En la tarde del 21 de junio, con el tiempo ya algo más calmado, Medina envió varias pinazas al mar a buscar a los pródigos barcos de los que había dejado de tener información. Asimismo, envió jinetes a repasar la costa en busca de noticias. En el pueblo lucense de Viveiro encontró a varios barcos que se habían refugiado allí; otros habían llegado hasta Gijón. Por su parte, Recalde fue capaz de reagruparse en la propia Coruña. El día 24 todavía no se sabía nada de dos galeazas y otros 28 barcos de gran calado, incluido el Florencia y dos de los mejores barcos del escuadrón de Recalde. Eso suponía no saber nada de 6.000 de los 22.000 efectivos de la Armada, además de tener que enfrentar los principios de escorbuto y otras enfermedades en los barcos, más los daños sufridos por éstos a causa de la tormenta.

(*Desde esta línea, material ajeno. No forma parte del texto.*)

use crate::camera::{ActuatorDriver, ActuatorError};

use super::error::TrackingError;
use super::lead::LeadPredictor;
use super::types::{wrap_degrees, ActuatorState, AimSolution, MoveCommand, TargetSample};
use super::zoom::{clamp_zoom_steps, ZoomModel};

/// Minimum changes that justify moving the camera, plus the mounting offset.
#[derive(Debug, Clone, Copy)]
pub struct MotionSettings {
    pub min_pan_tilt_step_deg: f64,
    pub min_zoom_step: i32,
    pub pan_offset_deg: f64,
}

/// Turns target samples into absolute moves, skipping moves that are too
/// small to matter so the pan/tilt head is not driven by jitter.
pub struct TrackingEngine {
    lead: LeadPredictor,
    zoom: ZoomModel,
    motion: MotionSettings,
    state: ActuatorState,
    last_solution: Option<AimSolution>,
    moves_sent: u64,
}

impl TrackingEngine {
    pub fn new(lead: LeadPredictor, zoom: ZoomModel, motion: MotionSettings) -> Self {
        Self {
            lead,
            zoom,
            motion,
            state: ActuatorState::default(),
            last_solution: None,
            moves_sent: 0,
        }
    }

    pub fn state(&self) -> ActuatorState {
        self.state
    }

    pub fn last_solution(&self) -> Option<AimSolution> {
        self.last_solution
    }

    pub fn moves_sent(&self) -> u64 {
        self.moves_sent
    }

    /// Computes the aim for a sample without touching any state.
    pub fn solve(&self, sample: &TargetSample) -> Result<AimSolution, TrackingError> {
        sample.validate()?;

        let lead = self.lead.predict(sample, self.state.pan_deg);
        let zoom = self
            .zoom
            .estimate(lead.horizontal_distance_m, lead.vertical_distance_m);

        let solution = AimSolution {
            pan_deg: lead.pan_deg,
            tilt_deg: lead.tilt_deg,
            horizontal_distance_m: lead.horizontal_distance_m,
            vertical_distance_m: lead.vertical_distance_m,
            distance_m: zoom.distance_m,
            zoom_step: clamp_zoom_steps(zoom.steps),
        };

        log::debug!(
            "aim (pan, tilt, horiz, vert, dist, zoom) {:.2}, {:.2}, {:.2}, {:.2}, {:.2}, {}",
            solution.pan_deg,
            solution.tilt_deg,
            solution.horizontal_distance_m,
            solution.vertical_distance_m,
            solution.distance_m,
            solution.zoom_step
        );

        Ok(solution)
    }

    pub fn is_significant(&self, solution: &AimSolution) -> bool {
        let pan_delta = wrap_degrees(solution.pan_deg - self.state.pan_deg).abs();
        let tilt_delta = (solution.tilt_deg - self.state.tilt_deg).abs();
        let zoom_delta = (solution.zoom_step - self.state.zoom_step).abs();

        pan_delta > self.motion.min_pan_tilt_step_deg
            || tilt_delta > self.motion.min_pan_tilt_step_deg
            || zoom_delta > self.motion.min_zoom_step
    }

    pub fn command_for(&self, solution: &AimSolution) -> MoveCommand {
        MoveCommand {
            pan_deg: wrap_degrees(solution.pan_deg + self.motion.pan_offset_deg),
            tilt_deg: solution.tilt_deg,
            zoom_step: solution.zoom_step,
        }
    }

    /// Solves for `sample` and moves the camera if the change is significant.
    ///
    /// An invalid sample leaves the previous solution in place. A failed move
    /// leaves the actuator state untouched; the next sample supersedes it.
    pub fn update(
        &mut self,
        sample: &TargetSample,
        driver: &mut dyn ActuatorDriver,
    ) -> Result<Option<MoveCommand>, TrackingError> {
        let solution = self.solve(sample)?;
        self.last_solution = Some(solution);

        if !self.is_significant(&solution) {
            log::debug!("step is not significant enough to move the camera");
            return Ok(None);
        }

        let command = self.command_for(&solution);
        log::info!(
            "moving to (p, t, z) {:.2}, {:.2}, {}",
            command.pan_deg,
            command.tilt_deg,
            command.zoom_step
        );
        driver.absolute_move(&command)?;

        self.state = ActuatorState::from(&solution);
        self.moves_sent += 1;
        Ok(Some(command))
    }

    /// Moves to a pan/tilt given in camera coordinates, holding the zoom.
    pub fn move_to_camera_position(
        &mut self,
        pan_deg: f64,
        tilt_deg: f64,
        driver: &mut dyn ActuatorDriver,
    ) -> Result<MoveCommand, ActuatorError> {
        let command = MoveCommand {
            pan_deg: wrap_degrees(pan_deg),
            tilt_deg,
            zoom_step: self.state.zoom_step,
        };
        driver.absolute_move(&command)?;

        self.state.pan_deg = wrap_degrees(command.pan_deg - self.motion.pan_offset_deg);
        self.state.tilt_deg = tilt_deg;
        self.moves_sent += 1;
        Ok(command)
    }

    /// Pan/tilt most recently sent, in camera coordinates.
    pub fn camera_position(&self) -> (f64, f64) {
        (
            wrap_degrees(self.state.pan_deg + self.motion.pan_offset_deg),
            self.state.tilt_deg,
        )
    }
}

#[cfg(test)]
mod tests {
    use super::*;
    use crate::camera::NullActuator;
    use crate::tracking::types::ObserverSite;

    fn engine(offset: f64) -> TrackingEngine {
        TrackingEngine::new(
            LeadPredictor::new(ObserverSite::new(0.0, 0.0, 0.0), 0.0),
            ZoomModel {
                target_size_m: [0.5, 0.5, 0.2],
                reference_width: 1.0,
                reference_distance_m: 10.0,
                max_zoom: 30.0,
                zoom_error: 1.0,
            },
            MotionSettings {
                min_pan_tilt_step_deg: 1.0,
                min_zoom_step: 5,
                pan_offset_deg: offset,
            },
        )
    }

    fn aim(pan: f64, tilt: f64, zoom: i32) -> AimSolution {
        AimSolution {
            pan_deg: pan,
            tilt_deg: tilt,
            horizontal_distance_m: 100.0,
            vertical_distance_m: 10.0,
            distance_m: 100.5,
            zoom_step: zoom,
        }
    }

    #[test]
    fn small_changes_are_not_significant() {
        let mut e = engine(0.0);
        e.state = ActuatorState {
            pan_deg: 10.0,
            tilt_deg: 5.0,
            zoom_step: 100,
        };
        assert!(!e.is_significant(&aim(10.5, 5.5, 102)));
        assert!(e.is_significant(&aim(12.0, 5.0, 100)));
        assert!(e.is_significant(&aim(10.0, 3.5, 100)));
        assert!(e.is_significant(&aim(10.0, 5.0, 106)));
    }

    #[test]
    fn pan_difference_wraps_across_the_seam() {
        let mut e = engine(0.0);
        e.state.pan_deg = 179.8;
        assert!(!e.is_significant(&aim(-179.9, 0.0, 0)));
    }

    #[test]
    fn update_sends_move_and_records_state() {
        let mut e = engine(15.0);
        let mut driver = NullActuator::new();
        let sample = TargetSample::stationary(0.001, 0.0, 50.0);

        let command = e.update(&sample, &mut driver).unwrap().unwrap();
        assert_eq!(driver.moves().len(), 1);
        assert!((command.pan_deg - 15.0).abs() < 1e-6);
        assert!(command.tilt_deg > 0.0);

        let solution = e.last_solution().unwrap();
        assert_eq!(e.state(), ActuatorState::from(&solution));
        assert!((solution.horizontal_distance_m - 110.57).abs() < 0.1);

        // Same sample again: nothing significant changed
        assert!(e.update(&sample, &mut driver).unwrap().is_none());
        assert_eq!(driver.moves().len(), 1);
        assert_eq!(e.moves_sent(), 1);
    }

    #[test]
    fn invalid_sample_keeps_previous_solution() {
        let mut e = engine(0.0);
        let mut driver = NullActuator::new();
        e.update(&TargetSample::stationary(0.001, 0.0, 50.0), &mut driver)
            .unwrap();
        let before = e.last_solution();

        let result = e.update(&TargetSample::stationary(f64::NAN, 0.0, 50.0), &mut driver);
        assert!(matches!(result, Err(TrackingError::InvalidSample { .. })));
        assert_eq!(e.last_solution(), before);
        assert_eq!(driver.moves().len(), 1);
    }

    #[test]
    fn failed_move_does_not_update_state() {
        let mut e = engine(0.0);
        let mut driver = NullActuator::new();
        driver.fail_moves(true);

        let result = e.update(&TargetSample::stationary(0.001, 0.0, 50.0), &mut driver);
        assert!(matches!(
            result,
            Err(TrackingError::Actuator(ActuatorError::Move(_)))
        ));
        assert_eq!(e.state(), ActuatorState::default());
        assert_eq!(e.moves_sent(), 0);
    }

    #[test]
    fn camera_position_round_trips_offset() {
        let mut e = engine(20.0);
        let mut driver = NullActuator::new();
        e.move_to_camera_position(-170.0, 3.0, &mut driver).unwrap();
        assert!((e.state().pan_deg - 170.0).abs() < 1e-9);
        let (pan, tilt) = e.camera_position();
        assert!((pan + 170.0).abs() < 1e-9);
        assert_eq!(tilt, 3.0);
    }
}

El resultado de la tormenta de La Coruña terminó de abrir los ojos de un Alonso de Guzmán que, la verdad, los tenía ya muy abiertos. Por decirlo de alguna manera, Medina Sidonia había partido de Lisboa siendo escéptico respecto de su misión; pero en La Coruña se convenció de la inutilidad de ésta. Por ello, desde la ciudad gallega le escribió al rey una amarga carta, que en gran parte podemos concebir como simple continuación de aquélla que le había escrito para intentar resignar el mando de la flota.

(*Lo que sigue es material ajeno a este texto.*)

use serde::{Deserialize, Deserializer};
use std::collections::HashSet;
use std::path::PathBuf;
use std::time::Duration;
use thiserror::Error;

use crate::camera::{
    ActivationSettings, ActuatorDriver, NullActuator, ShellActuator, ShellCommands,
};
use crate::source::{TrackingMode, VerticalConvention};
use crate::tracking::{LeadPredictor, MotionSettings, ObserverSite, TrackingEngine, ZoomModel};

#[derive(Debug, Error)]
pub enum ConfigError {
    #[error("IO error: {0}")]
    Io(#[from] std::io::Error),
    #[error("YAML parse error: {0}")]
    Yaml(#[from] serde_yaml::Error),
    #[error("invalid {field}: {reason}")]
    Invalid { field: &'static str, reason: String },
}

fn invalid(field: &'static str, reason: impl Into<String>) -> ConfigError {
    ConfigError::Invalid {
        field,
        reason: reason.into(),
    }
}

#[derive(Debug, Clone, Deserialize)]
pub struct Config {
    pub observer: ObserverConfig,
    pub tracking: TrackingConfig,
    #[serde(default)]
    pub activation: ActivationConfig,
    #[serde(default)]
    pub actuator: ActuatorConfig,
    #[serde(default)]
    pub telemetry: TelemetryConfig,
    #[serde(default)]
    pub mode: ModeConfig,
    pub web: Option<WebConfig>,
}

#[derive(Debug, Clone, Deserialize)]
pub struct ObserverConfig {
    pub latitude_deg: f64,
    pub longitude_deg: f64,
    #[serde(default)]
    pub altitude_m: f64,
}

#[derive(Debug, Clone, Deserialize)]
pub struct TargetSize {
    pub x: f64,
    pub y: f64,
    pub z: f64,
}

#[derive(Debug, Clone, Deserialize)]
pub struct ReferenceConfig {
    /// Screen width the target fills at `distance_m`.
    pub screen_width: f64,
    pub distance_m: f64,
}

#[derive(Debug, Clone, Deserialize)]
pub struct TrackingConfig {
    #[serde(default)]
    pub lead_time_s: f64,
    pub target_size_m: TargetSize,
    pub reference: ReferenceConfig,
    pub max_zoom: f64,
    #[serde(default = "default_zoom_error")]
    pub zoom_error: f64,
    #[serde(default = "default_min_pan_tilt_step")]
    pub min_pan_tilt_step_deg: f64,
    #[serde(default = "default_min_zoom_step")]
    pub min_zoom_step: i32,
    #[serde(default)]
    pub pan_offset_deg: f64,
}

fn default_zoom_error() -> f64 {
    1.0
}

fn default_min_pan_tilt_step() -> f64 {
    1.0
}

fn default_min_zoom_step() -> i32 {
    5
}

#[derive(Debug, Clone, Default, Deserialize)]
pub struct ParkConfig {
    pub pan_deg: Option<f64>,
    pub tilt_deg: Option<f64>,
}

#[derive(Debug, Clone, Deserialize)]
pub struct ActivationConfig {
    #[serde(default)]
    pub park: ParkConfig,
    #[serde(
        default = "default_deactivation_delay",
        deserialize_with = "deserialize_duration"
    )]
    pub deactivation_delay: Duration,
    #[serde(default = "default_disk_name")]
    pub disk_name: String,
    pub profile: Option<String>,
    #[serde(default, deserialize_with = "deserialize_duration")]
    pub retry_interval: Duration,
    /// In auto mode, track only above this height relative to the observer.
    #[serde(default)]
    pub auto_min_relative_altitude_m: f64,
}

impl Default for ActivationConfig {
    fn default() -> Self {
        Self {
            park: ParkConfig::default(),
            deactivation_delay: default_deactivation_delay(),
            disk_name: default_disk_name(),
            profile: None,
            retry_interval: Duration::ZERO,
            auto_min_relative_altitude_m: 0.0,
        }
    }
}

fn default_deactivation_delay() -> Duration {
    Duration::from_secs(10)
}

fn default_disk_name() -> String {
    "SD_DISK".to_string()
}

#[derive(Debug, Clone, Default, Deserialize, PartialEq)]
#[serde(tag = "kind", rename_all = "snake_case")]
pub enum ActuatorConfig {
    #[default]
    Null,
    Shell(ShellCommands),
}

impl ActuatorConfig {
    pub fn build(&self) -> Box<dyn ActuatorDriver> {
        match self {
            ActuatorConfig::Null => Box::new(NullActuator::new()),
            ActuatorConfig::Shell(commands) => Box::new(ShellActuator::new(commands.clone())),
        }
    }
}

#[derive(Debug, Clone, Deserialize)]
pub struct TelemetryConfig {
    /// File to read JSON lines from, `-` for stdin.
    #[serde(default = "default_telemetry_path")]
    pub path: PathBuf,
    #[serde(default)]
    pub vertical_velocity: VerticalConvention,
    #[serde(
        default = "default_sample_timeout",
        deserialize_with = "deserialize_duration"
    )]
    pub sample_timeout: Duration,
    #[serde(
        default = "default_poll_interval",
        deserialize_with = "deserialize_duration"
    )]
    pub poll_interval: Duration,
}

impl Default for TelemetryConfig {
    fn default() -> Self {
        Self {
            path: default_telemetry_path(),
            vertical_velocity: VerticalConvention::default(),
            sample_timeout: default_sample_timeout(),
            poll_interval: default_poll_interval(),
        }
    }
}

fn default_telemetry_path() -> PathBuf {
    PathBuf::from("-")
}

fn default_sample_timeout() -> Duration {
    Duration::from_secs(2)
}

fn default_poll_interval() -> Duration {
    Duration::from_millis(100)
}

#[derive(Debug, Clone, Deserialize)]
pub struct ModeConfig {
    #[serde(default)]
    pub initial: TrackingMode,
    /// Read the mode from this file instead of keeping it in memory.
    pub file: Option<PathBuf>,
    #[serde(default = "default_mode_poll_hz")]
    pub poll_hz: u32,
}

impl Default for ModeConfig {
    fn default() -> Self {
        Self {
            initial: TrackingMode::default(),
            file: None,
            poll_hz: default_mode_poll_hz(),
        }
    }
}

fn default_mode_poll_hz() -> u32 {
    10
}

#[derive(Debug, Clone, Deserialize)]
pub struct WebConfig {
    #[serde(default = "default_bind")]
    pub bind: String,
    #[serde(default)]
    pub api_keys: Vec<ApiKey>,
}

fn default_bind() -> String {
    "0.0.0.0:8080".to_string()
}

#[derive(Debug, Clone, Deserialize)]
pub struct ApiKey {
    pub key: String,
    pub name: String,
    pub permissions: HashSet<Permission>,
}

#[derive(Debug, Clone, Copy, PartialEq, Eq, Hash, Deserialize)]
#[serde(rename_all = "snake_case")]
pub enum Permission {
    SetMode,
}

fn deserialize_duration<'de, D>(deserializer: D) -> Result<Duration, D::Error>
where
    D: Deserializer<'de>,
{
    let s = String::deserialize(deserializer)?;
    humantime::parse_duration(s.trim()).map_err(serde::de::Error::custom)
}

impl Config {
    pub fn from_file(path: &str) -> Result<Self, ConfigError> {
        let content = std::fs::read_to_string(path)?;
        Self::from_yaml(&content)
    }

    pub fn from_yaml(yaml: &str) -> Result<Self, ConfigError> {
        let config: Config = serde_yaml::from_str(yaml)?;
        config.validate()?;
        Ok(config)
    }

    pub fn validate(&self) -> Result<(), ConfigError> {
        let o = &self.observer;
        if !o.latitude_deg.is_finite() || !(-90.0..=90.0).contains(&o.latitude_deg) {
            return Err(invalid("observer.latitude_deg", "must be within [-90, 90]"));
        }
        if !o.longitude_deg.is_finite() || !(-180.0..=180.0).contains(&o.longitude_deg) {
            return Err(invalid("observer.longitude_deg", "must be within [-180, 180]"));
        }
        if !o.altitude_m.is_finite() {
            return Err(invalid("observer.altitude_m", "must be finite"));
        }

        let t = &self.tracking;
        if !(t.lead_time_s.is_finite() && t.lead_time_s >= 0.0) {
            return Err(invalid("tracking.lead_time_s", "must be >= 0"));
        }
        let size = &t.target_size_m;
        for (field, value) in [
            ("tracking.target_size_m.x", size.x),
            ("tracking.target_size_m.y", size.y),
            ("tracking.target_size_m.z", size.z),
        ] {
            if !(value.is_finite() && value >= 0.0) {
                return Err(invalid(field, "must be >= 0"));
            }
        }
        if size.x.max(size.y).max(size.z) <= 0.0 {
            return Err(invalid("tracking.target_size_m", "largest dimension must be > 0"));
        }
        if !(t.reference.screen_width.is_finite() && t.reference.screen_width > 0.0) {
            return Err(invalid("tracking.reference.screen_width", "must be > 0"));
        }
        if !(t.reference.distance_m.is_finite() && t.reference.distance_m > 0.0) {
            return Err(invalid("tracking.reference.distance_m", "must be > 0"));
        }
        if !(t.max_zoom.is_finite() && t.max_zoom > 1.0) {
            return Err(invalid("tracking.max_zoom", "must be > 1"));
        }
        if !(t.zoom_error.is_finite() && t.zoom_error > 0.0) {
            return Err(invalid("tracking.zoom_error", "must be > 0"));
        }
        if !(t.min_pan_tilt_step_deg.is_finite() && t.min_pan_tilt_step_deg >= 0.0) {
            return Err(invalid("tracking.min_pan_tilt_step_deg", "must be >= 0"));
        }
        if t.min_zoom_step < 0 {
            return Err(invalid("tracking.min_zoom_step", "must be >= 0"));
        }
        if !t.pan_offset_deg.is_finite() {
            return Err(invalid("tracking.pan_offset_deg", "must be finite"));
        }

        let park = &self.activation.park;
        if park.pan_deg.is_some_and(|p| !p.is_finite()) {
            return Err(invalid("activation.park.pan_deg", "must be finite"));
        }
        if park.tilt_deg.is_some_and(|t| !(-90.0..=90.0).contains(&t)) {
            return Err(invalid("activation.park.tilt_deg", "must be within [-90, 90]"));
        }
        if self.activation.disk_name.trim().is_empty() {
            return Err(invalid("activation.disk_name", "must not be empty"));
        }

        if let ActuatorConfig::Shell(commands) = &self.actuator {
            for (field, cmd) in [
                ("actuator.move_cmd", &commands.move_cmd),
                ("actuator.start_recording_cmd", &commands.start_recording_cmd),
                ("actuator.stop_recording_cmd", &commands.stop_recording_cmd),
            ] {
                if cmd.trim().is_empty() {
                    return Err(invalid(field, "must not be empty"));
                }
            }
        }

        if self.telemetry.poll_interval.is_zero() {
            return Err(invalid("telemetry.poll_interval", "must be > 0"));
        }

        Ok(())
    }

    pub fn observer_site(&self) -> ObserverSite {
        ObserverSite::new(
            self.observer.latitude_deg,
            self.observer.longitude_deg,
            self.observer.altitude_m,
        )
    }

    pub fn tracking_engine(&self) -> TrackingEngine {
        let t = &self.tracking;
        TrackingEngine::new(
            LeadPredictor::new(self.observer_site(), t.lead_time_s),
            ZoomModel {
                target_size_m: [t.target_size_m.x, t.target_size_m.y, t.target_size_m.z],
                reference_width: t.reference.screen_width,
                reference_distance_m: t.reference.distance_m,
                max_zoom: t.max_zoom,
                zoom_error: t.zoom_error,
            },
            MotionSettings {
                min_pan_tilt_step_deg: t.min_pan_tilt_step_deg,
                min_zoom_step: t.min_zoom_step,
                pan_offset_deg: t.pan_offset_deg,
            },
        )
    }

    pub fn activation_settings(&self) -> ActivationSettings {
        let a = &self.activation;
        ActivationSettings {
            disk_name: a.disk_name.clone(),
            profile: a.profile.clone(),
            park_pan_deg: a.park.pan_deg,
            park_tilt_deg: a.park.tilt_deg,
            retry_interval: a.retry_interval,
        }
    }
}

En la concepción del comandante de la Armada, bastante ajustada por otra parte, la flota que había salido de Lisboa apenas podía considerarse fuerte y dotada en suficiente cantidad para poder enfrentarse a la tarea que se le planteaba; pero, tras la tormenta en Galicia, ya no podía ni siquiera vivir de esa ilusión. Bien informado, Medina Sidonia, además, recordaba que el propio Parma había reconocido que las fuerzas de que podía disponer aquel verano eran aproximadamente la mitad de las que había tenido en octubre del año anterior, cuando su potencia había alcanzado el máximo. Por lo tanto, concluía el general, lo más prudente por parte del rey debería ser buscar unos términos de paz con Inglaterra o, como mucho, diferir la misión de la Armada para el año siguiente.

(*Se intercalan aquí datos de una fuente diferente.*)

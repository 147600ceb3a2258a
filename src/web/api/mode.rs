use axum::{extract::State, Json};
use serde::{Deserialize, Serialize};
use utoipa::ToSchema;

use crate::config::Permission;
use crate::source::{FileMode, ModeSource, TrackingMode};
use crate::web::api::error::{ApiError, ApiResult, ErrorResponse};
use crate::web::auth::{require_permission, AppState, AuthenticatedUser, ModeHandle};

#[derive(Debug, Serialize, Deserialize, ToSchema)]
pub struct ModeBody {
    pub mode: TrackingMode,
}

#[utoipa::path(
    get,
    path = "/api/mode",
    responses(
        (status = 200, description = "Current tracking mode", body = ModeBody),
        (status = 500, description = "Mode unavailable", body = ErrorResponse)
    ),
    tag = "mode"
)]
pub async fn get_mode(State(state): State<AppState>) -> ApiResult<Json<ModeBody>> {
    let mode = match state.mode {
        ModeHandle::Shared(shared) => shared.get(),
        ModeHandle::File(path) => {
            tokio::task::spawn_blocking(move || FileMode::new(path, 0).current())
                .await?
                .map_err(|e| ApiError::Internal(e.to_string()))?
        }
    };
    Ok(Json(ModeBody { mode }))
}

#[utoipa::path(
    post,
    path = "/api/mode",
    request_body = ModeBody,
    security(
        ("api_key" = [])
    ),
    responses(
        (status = 200, description = "Mode updated", body = ModeBody),
        (status = 401, description = "Missing or invalid API key"),
        (status = 403, description = "Insufficient permissions"),
        (status = 500, description = "Mode file not writable", body = ErrorResponse)
    ),
    tag = "mode"
)]
pub async fn set_mode(
    State(state): State<AppState>,
    user: AuthenticatedUser,
    Json(request): Json<ModeBody>,
) -> ApiResult<Json<ModeBody>> {
    require_permission(&user, Permission::SetMode)?;
    log::info!("{} set tracking mode to {}", user.name, request.mode);

    match state.mode {
        ModeHandle::Shared(shared) => shared.set(request.mode),
        ModeHandle::File(path) => {
            let line = format!("{}\n", request.mode);
            tokio::task::spawn_blocking(move || std::fs::write(path, line)).await??;
        }
    }
    Ok(Json(request))
}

La respuesta de Felipe, que llegó muy pronta, fue la de Rodríguez Zapatero: Guzmán debía solucionar los problemas que se le habían presentado como fuese. El famoso “como sea” de los que mandan desde la convicción más que desde la información, pues. Hemos de entender al rey español.  Exactamente igual que en el momento presente para él de 1588, algunos años antes sus expertos de Hacienda le habían hablado de un país exhausto y de una guerra imposible de ganar a las puertas de la batalla de San Quintín, que habría de convertirse, sin embargo, en una de las principales victorias de Felipe; tan importante que inspiró la construcción de El Escorial. Para Prudent King, tenían poca importancia detallitos como que hubiera salido de San Quintín tan agotado, tan incapaz de pagar a sus tropas un sólo día más, que tuvo que renunciar a la posibilidad de caer sobre París. Saltando por encima de esas pequeñas gilipolleces, pues, Felipe se consideraba avalado por Dios, pues en la peor de las situaciones había conseguido salir victorioso. Así las cosas, propulsado por el Deus vult, Felipe de Habsburgo consideraba que las dificultades de la Armada, más que pruebas de sus dificultades, eran hitos de su segura victoria.